Architecture overview
Scaleout Edge is built on a resilient, three-tier architecture designed to separate the Control Plane (Orchestration & Governance) from the Data Plane (Edge execution). This design ensures massive horizontal scalability and fault tolerance in unstable network environments.
The architecture consists of three logical tiers:
Tier 1: Edge Nodes (The Data Plane)
Tier 2: Combiners (The Aggregation Layer and sub-local orchestrators)
Tier 3: Controller (The Control Plane)
Tier 1: Edge Nodes (The Data Plane)
The bottom tier consists of the Edge Nodes—the distributed nodes where your data resides. These can be anything from powerful on-premise servers to constrained IoT devices (e.g., NVIDIA Jetson, Raspberry Pi).
Key characteristics:
Sovereignty: This is the only tier that touches raw data. Code travels down to this tier; data never travels up.
Local Execution: Nodes can receive a Compute Package (runtime environment + ML logic) from the Control Plane and execute it locally. Or use a local package already present on the node.
Telemetry & Logging: Nodes report model metrics, logs, and artifacts back to the Control Plane for monitoring and auditing.
Secure Communication: Nodes communicate securely with the Control Plane using egress-only connections, ensuring no ingress ports are required.
Framework Agnostic: Edge nodes can run models built with any ML framework (TensorFlow, PyTorch, TFLite, ONNX, etc.).
Python, C++ and Kotlin client implementations are provided out-of-the-box.
Tier 2: Combiners (The Aggregation Layer)
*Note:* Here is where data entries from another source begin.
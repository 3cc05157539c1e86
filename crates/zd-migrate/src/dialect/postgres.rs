//! PostgreSQL SQL dialect.
//!
//! Drops are written with `IF EXISTS` so contract and rollback plans can be
//! re-run against a database where they already partially ran.

use super::{alter_table_if_exists, quote, render_baseline, unsupported};
use crate::core::identifier::{quote_list, quote_literal, validate_check_expression};
use crate::core::operation::{ForeignKeySpec, Operation};
use crate::core::traits::Dialect;
use crate::error::Result;
use crate::sync;

#[derive(Debug, Clone, Default)]
pub struct PostgresDialect;

impl PostgresDialect {
    pub fn new() -> Self {
        Self
    }

    fn render_foreign_key(&self, fk: &ForeignKeySpec) -> Result<String> {
        let mut sql = format!(
            "ALTER TABLE {} ADD CONSTRAINT {} FOREIGN KEY ({}) REFERENCES {} ({}) ON DELETE {} ON UPDATE {}",
            fk.table.render()?,
            quote(&fk.name)?,
            quote_list(&fk.columns)?,
            fk.referenced_table.render()?,
            quote_list(&fk.referenced_columns)?,
            fk.on_delete.as_sql(),
            fk.on_update.as_sql()
        );
        sql.push_str(deferrable_clause(fk.deferrable, fk.initially_deferred));
        if !fk.validate {
            sql.push_str(" NOT VALID");
        }
        Ok(sql)
    }
}

fn deferrable_clause(deferrable: bool, initially_deferred: bool) -> &'static str {
    match (deferrable, initially_deferred) {
        (true, true) => " DEFERRABLE INITIALLY DEFERRED",
        (true, false) => " DEFERRABLE",
        _ => "",
    }
}

impl Dialect for PostgresDialect {
    fn name(&self) -> &str {
        "postgres"
    }

    fn quote_ident(&self, name: &str) -> Result<String> {
        quote(name)
    }

    fn supports(&self, op: &Operation) -> bool {
        !matches!(op, Operation::Backfill(_))
    }

    fn render(&self, op: &Operation) -> Result<Vec<String>> {
        if let Some(sql) = render_baseline(op)? {
            return Ok(vec![sql]);
        }

        let sql = match op {
            Operation::AddColumn {
                table,
                column,
                data_type,
            } => format!(
                "ALTER TABLE {} ADD COLUMN {} {}",
                table.render()?,
                quote(column)?,
                data_type
            ),
            Operation::DropColumn { table, column } => format!(
                "{} DROP COLUMN IF EXISTS {}",
                alter_table_if_exists(table)?,
                quote(column)?
            ),
            Operation::AddNotNull { table, column } => format!(
                "ALTER TABLE {} ALTER COLUMN {} SET NOT NULL",
                table.render()?,
                quote(column)?
            ),
            Operation::DropNotNull { table, column } => format!(
                "{} ALTER COLUMN {} DROP NOT NULL",
                alter_table_if_exists(table)?,
                quote(column)?
            ),
            Operation::AddDefault {
                table,
                column,
                default_value,
            } => format!(
                "ALTER TABLE {} ALTER COLUMN {} SET DEFAULT {}",
                table.render()?,
                quote(column)?,
                default_value
            ),
            Operation::AddPrimaryKey {
                table,
                name,
                columns,
            } => format!(
                "ALTER TABLE {} ADD CONSTRAINT {} PRIMARY KEY ({})",
                table.render()?,
                quote(name)?,
                quote_list(columns)?
            ),
            Operation::AddUniqueConstraint {
                table,
                name,
                columns,
                deferrable,
                initially_deferred,
            } => format!(
                "ALTER TABLE {} ADD CONSTRAINT {} UNIQUE ({}){}",
                table.render()?,
                quote(name)?,
                quote_list(columns)?,
                deferrable_clause(*deferrable, *initially_deferred)
            ),
            Operation::AddForeignKey(fk) => self.render_foreign_key(fk)?,
            Operation::AddCheckConstraint {
                table,
                name,
                expression,
                validate,
            } => {
                validate_check_expression(expression)?;
                format!(
                    "ALTER TABLE {} ADD CONSTRAINT {} CHECK ({}){}",
                    table.render()?,
                    quote(name)?,
                    expression,
                    if *validate { "" } else { " NOT VALID" }
                )
            }
            Operation::ValidateConstraint { table, name } => format!(
                "ALTER TABLE {} VALIDATE CONSTRAINT {}",
                table.render()?,
                quote(name)?
            ),
            Operation::DropConstraint { table, name } => format!(
                "{} DROP CONSTRAINT IF EXISTS {}",
                alter_table_if_exists(table)?,
                quote(name)?
            ),
            Operation::CreateSyncTrigger(trigger) => return trigger.render(),
            Operation::DropSyncTrigger { label, table } => return sync::render_drop(label, table),
            Operation::CopyTable {
                source,
                destination,
            } => {
                let src = source.render()?;
                let dst = destination.render()?;
                // LIKE ... INCLUDING ALL leaves foreign keys behind; they are
                // recreated from the catalog with the table name swapped in
                // the constraint name.
                format!(
                    "DO $zd$\nDECLARE\n    rec record;\nBEGIN\n    EXECUTE format('CREATE TABLE %s (LIKE %s INCLUDING ALL)', {dst_lit}, {src_lit});\n    FOR rec IN\n        SELECT oid, conname FROM pg_constraint\n        WHERE contype = 'f' AND conrelid = {src_lit}::regclass\n    LOOP\n        EXECUTE format('ALTER TABLE %s ADD CONSTRAINT %I %s', {dst_lit},\n            replace(rec.conname, {src_name}, {dst_name}), pg_get_constraintdef(rec.oid));\n    END LOOP;\nEND\n$zd$",
                    dst_lit = quote_literal(&dst),
                    src_lit = quote_literal(&src),
                    src_name = quote_literal(&source.name),
                    dst_name = quote_literal(&destination.name)
                )
            }
            Operation::DropTable { table, cascade } => format!(
                "DROP TABLE IF EXISTS {}{}",
                table.render()?,
                if *cascade { " CASCADE" } else { "" }
            ),
            Operation::CreateView { view, definition } => format!(
                "CREATE OR REPLACE VIEW {} AS {}",
                view.render()?,
                definition.trim().trim_end_matches(';').trim_end()
            ),
            Operation::DropView { view } => format!("DROP VIEW IF EXISTS {}", view.render()?),
            Operation::LoadData(job) => job.copy_sql()?,
            Operation::Backfill(_)
            | Operation::RenameColumn { .. }
            | Operation::ModifyDataType { .. }
            | Operation::RenameTable { .. }
            | Operation::RenameView { .. } => return Err(unsupported(self.name(), op)),
        };
        Ok(vec![sql])
    }
}

#[cfg(test)]
mod tests {
    use super::*;
    use crate::backfill::BackfillJob;
    use crate::core::identifier::TableRef;
    use crate::core::schema::ForeignKeyAction;

    fn customer() -> TableRef {
        TableRef::new("customer")
    }

    fn render_one(op: Operation) -> String {
        let mut sql = PostgresDialect::new().render(&op).unwrap();
        assert_eq!(sql.len(), 1);
        sql.remove(0)
    }

    #[test]
    fn test_quote_ident() {
        let dialect = PostgresDialect::new();
        assert_eq!(dialect.quote_ident("users").unwrap(), "\"users\"");
        assert_eq!(dialect.quote_ident("a\"b").unwrap(), "\"a\"\"b\"");
    }

    #[test]
    fn test_add_column_is_nullable() {
        assert_eq!(
            render_one(Operation::AddColumn {
                table: customer(),
                column: "phoneNumber".into(),
                data_type: "character varying(20)".into(),
            }),
            "ALTER TABLE \"customer\" ADD COLUMN \"phoneNumber\" character varying(20)"
        );
    }

    #[test]
    fn test_catalog_default_rendered_verbatim() {
        // Defaults come from pg_get_expr and are rendered as returned.
        for default_value in [
            "'call to update'::character varying",
            "'a;b'::text",
            "'--'::text",
        ] {
            assert_eq!(
                render_one(Operation::AddDefault {
                    table: customer(),
                    column: "phoneNumber".into(),
                    default_value: default_value.into(),
                }),
                format!(
                    "ALTER TABLE \"customer\" ALTER COLUMN \"phoneNumber\" SET DEFAULT {}",
                    default_value
                )
            );
        }
    }

    #[test]
    fn test_foreign_key_not_valid() {
        let sql = render_one(Operation::AddForeignKey(ForeignKeySpec {
            table: customer(),
            name: "customer_regionId_fkey".into(),
            columns: vec!["regionId".into()],
            referenced_table: TableRef::new("region"),
            referenced_columns: vec!["id".into()],
            deferrable: true,
            initially_deferred: true,
            on_delete: ForeignKeyAction::Cascade,
            on_update: ForeignKeyAction::NoAction,
            validate: false,
        }));
        assert_eq!(
            sql,
            "ALTER TABLE \"customer\" ADD CONSTRAINT \"customer_regionId_fkey\" FOREIGN KEY (\"regionId\") \
             REFERENCES \"region\" (\"id\") ON DELETE CASCADE ON UPDATE NO ACTION \
             DEFERRABLE INITIALLY DEFERRED NOT VALID"
        );
    }

    #[test]
    fn test_check_constraint_not_valid_and_validate() {
        let sql = render_one(Operation::AddCheckConstraint {
            table: customer(),
            name: "customer_age_check".into(),
            expression: "age >= 0".into(),
            validate: false,
        });
        assert_eq!(
            sql,
            "ALTER TABLE \"customer\" ADD CONSTRAINT \"customer_age_check\" CHECK (age >= 0) NOT VALID"
        );

        let sql = render_one(Operation::ValidateConstraint {
            table: customer(),
            name: "customer_age_check".into(),
        });
        assert_eq!(
            sql,
            "ALTER TABLE \"customer\" VALIDATE CONSTRAINT \"customer_age_check\""
        );
    }

    #[test]
    fn test_drops_tolerate_missing_objects() {
        assert_eq!(
            render_one(Operation::DropConstraint {
                table: customer(),
                name: "customer_phone_key".into(),
            }),
            "ALTER TABLE IF EXISTS \"customer\" DROP CONSTRAINT IF EXISTS \"customer_phone_key\""
        );
        assert_eq!(
            render_one(Operation::DropColumn {
                table: customer(),
                column: "phone".into(),
            }),
            "ALTER TABLE IF EXISTS \"customer\" DROP COLUMN IF EXISTS \"phone\""
        );
        assert_eq!(
            render_one(Operation::DropTable {
                table: customer(),
                cascade: true,
            }),
            "DROP TABLE IF EXISTS \"customer\" CASCADE"
        );
        assert_eq!(
            render_one(Operation::DropView { view: customer() }),
            "DROP VIEW IF EXISTS \"customer\""
        );
    }

    #[test]
    fn test_not_null_and_default() {
        assert_eq!(
            render_one(Operation::AddNotNull {
                table: customer(),
                column: "phoneNumber".into(),
            }),
            "ALTER TABLE \"customer\" ALTER COLUMN \"phoneNumber\" SET NOT NULL"
        );
        assert_eq!(
            render_one(Operation::AddDefault {
                table: customer(),
                column: "phoneNumber".into(),
                default_value: "'n/a'::character varying".into(),
            }),
            "ALTER TABLE \"customer\" ALTER COLUMN \"phoneNumber\" SET DEFAULT 'n/a'::character varying"
        );
    }

    #[test]
    fn test_copy_table_recreates_foreign_keys() {
        let sql = render_one(Operation::CopyTable {
            source: TableRef::with_schema("app", "customer"),
            destination: TableRef::with_schema("app", "client"),
        });
        assert!(sql.starts_with("DO $zd$"));
        assert!(sql.contains(
            "format('CREATE TABLE %s (LIKE %s INCLUDING ALL)', '\"app\".\"client\"', '\"app\".\"customer\"')"
        ));
        assert!(sql.contains("contype = 'f' AND conrelid = '\"app\".\"customer\"'::regclass"));
        assert!(sql.contains("replace(rec.conname, 'customer', 'client')"));
    }

    #[test]
    fn test_create_view_strips_trailing_semicolon() {
        assert_eq!(
            render_one(Operation::CreateView {
                view: TableRef::new("v_client"),
                definition: " SELECT customer.id\n   FROM customer;".into(),
            }),
            "CREATE OR REPLACE VIEW \"v_client\" AS SELECT customer.id\n   FROM customer"
        );
    }

    #[test]
    fn test_backfill_is_not_rendered() {
        let job = BackfillJob::table(TableRef::new("a"), TableRef::new("b"), 10, 0).unwrap();
        let op = Operation::Backfill(job);
        let dialect = PostgresDialect::new();
        assert!(!dialect.supports(&op));
        assert!(dialect.render(&op).is_err());
    }

    #[test]
    fn test_load_data_renders_copy_from_stdin() {
        let job = crate::load::LoadDataJob {
            table: TableRef::with_schema("crm", "customer"),
            file: "customers.csv".into(),
            columns: vec!["id".into(), "phone".into()],
            delimiter: b';',
            quote: Some(b'\''),
            encoding: "latin1".into(),
        };
        let op = Operation::LoadData(job);
        let dialect = PostgresDialect::new();
        assert!(dialect.supports(&op));
        assert_eq!(
            dialect.render(&op).unwrap(),
            vec!["COPY \"crm\".\"customer\" (\"id\", \"phone\") FROM STDIN \
                  (FORMAT csv, HEADER true, DELIMITER ';', QUOTE '''', NULL '\\N', ENCODING 'latin1')"
                .to_string()]
        );
    }
}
The Combiner is the scalability engine of the platform. It acts as an intelligent gateway and aggregator that sits between the Control Plane and the Edge Nodes.
Key responsibilities:
Horizontal Scalability: You can deploy multiple Combiners to handle thousands of edge nodes. Each Combiner manages a subset of clients, distributing the load and ensuring efficient resource utilization.
Local Orchestration: Combiners can execute local orchestration logic, managing client participation in training rounds, handling retries, and enforcing policies defined by the Controller.
Model Aggregation: Combiners are responsible for aggregating model updates from their clients. This includes:
Executing the orchestration plan defined in the global session plan provided by the Controller.
Reducing client model updates into a single combiner-level model.
Fault Tolerance: Combiners can handle client dropouts and network issues, ensuring robust training even in unstable environments.
Secure Communication: Combiners maintain secure connections with both the Controller and their assigned Edge Nodes.
Tier 3 — The Control Plane
The top tier is the Control Plane, responsible for global orchestration, governance, and state management. It is the “brain” of the infrastructure.
Core Services:
Global orchestration Defines the training strategy, selects clients for rounds, and pushes session configurations to the Combiners.
Reducer Aggregates combiner-level models into the final global model.
Model Registry Maintains the immutable Model Trail, storing every version of the global model and its associated metadata
Governance & Security Manages user access (RBAC), issues authentication tokens (JWT), and logs all system events to the Audit Trail, such as client contributions to models.
Telemetry & Monitoring Collects and analyzes metrics from the entire system, providing insights into performance, resource utilization, and potential issues.
API Gateway Exposes RESTful APIs for managing the system, allowing users to interact programmatically.
User Interface A web-based dashboard for visualizing system status, managing sessions, clients, and monitoring the state of the network.
Notes on aggregation algorithms
Scaleout Edge includes several built-in aggregators for common federated learning workflows (see Aggregators). For advanced scenarios, users may override the Combiner-level behavior using server functions (Server Functions & Aggregators), allowing custom orchestration or aggregation logic.
Aggregation happens in two stages:
Each Combiner reduces client updates into a combiner-level model, and
The Controller (Reducer) combines these into the final global model.